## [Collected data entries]
▼▼▼

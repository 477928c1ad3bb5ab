use anyhow::Context as _;
use camino::{Utf8Path, Utf8PathBuf};
use clap::Args;
use lpc_fmt::FormatOptions;

const CONFIG_FILE: &str = "lpcfmt.toml";

/// Layout settings. Flags win over the config file.
#[derive(Args, Debug, Default)]
pub(crate) struct StyleArgs {
    /// Config file to use instead of `./lpcfmt.toml`.
    #[arg(long)]
    config: Option<Utf8PathBuf>,
    #[arg(long)]
    print_width: Option<usize>,
    #[arg(long)]
    tab_width: Option<usize>,
    #[arg(long)]
    use_tabs: bool,
}

impl StyleArgs {
    pub(crate) fn load(&self) -> anyhow::Result<FormatOptions> {
        let mut options = match &self.config {
            Some(path) => read_config(path)?,
            None if Utf8Path::new(CONFIG_FILE).is_file() => read_config(Utf8Path::new(CONFIG_FILE))?,
            None => FormatOptions::default(),
        };
        self.apply(&mut options);
        tracing::debug!(?options, "resolved format options");
        Ok(options)
    }

    fn apply(&self, options: &mut FormatOptions) {
        if let Some(width) = self.print_width {
            options.print_width = width;
        }
        if let Some(width) = self.tab_width {
            options.tab_width = width;
        }
        if self.use_tabs {
            options.use_tabs = true;
        }
    }
}

fn read_config(path: &Utf8Path) -> anyhow::Result<FormatOptions> {
    let text =
        std::fs::read_to_string(path).with_context(|| format!("failed to read `{path}`"))?;
    parse_config(&text).with_context(|| format!("failed to parse `{path}`"))
}

fn parse_config(text: &str) -> Result<FormatOptions, toml::de::Error> {
    toml::from_str(text)
}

▲▲▲

## [What this task involves]
Return the data above in full, keeping each line exactly as it stands.

## [Task answer]
repository 477928c1ad3bb5ab
use anyhow::Context as _;
use camino::{Utf8Path, Utf8PathBuf};
use clap::Args;
use lpc_fmt::FormatOptions;

const CONFIG_FILE: &str = "lpcfmt.toml";

/// Layout settings. Flags win over the config file.
#[derive(Args, Debug, Default)]
pub(crate) struct StyleArgs {
    /// Config file to use instead of `./lpcfmt.toml`.
    #[arg(long)]
    config: Option<Utf8PathBuf>,
    #[arg(long)]
    print_width: Option<usize>,
    #[arg(long)]
    tab_width: Option<usize>,
    #[arg(long)]
    use_tabs: bool,
}

impl StyleArgs {
    pub(crate) fn load(&self) -> anyhow::Result<FormatOptions> {
        let mut options = match &self.config {
            Some(path) => read_config(path)?,
            None if Utf8Path::new(CONFIG_FILE).is_file() => read_config(Utf8Path::new(CONFIG_FILE))?,
            None => FormatOptions::default(),
        };
        self.apply(&mut options);
        tracing::debug!(?options, "resolved format options");
        Ok(options)
    }

    fn apply(&self, options: &mut FormatOptions) {
        if let Some(width) = self.print_width {
            options.print_width = width;
        }
        if let Some(width) = self.tab_width {
            options.tab_width = width;
        }
        if self.use_tabs {
            options.use_tabs = true;
        }
    }
}

fn read_config(path: &Utf8Path) -> anyhow::Result<FormatOptions> {
    let text =
        std::fs::read_to_string(path).with_context(|| format!("failed to read `{path}`"))?;
    parse_config(&text).with_context(|| format!("failed to parse `{path}`"))
}

fn parse_config(text: &str) -> Result<FormatOptions, toml::de::Error> {
    toml::from_str(text)
}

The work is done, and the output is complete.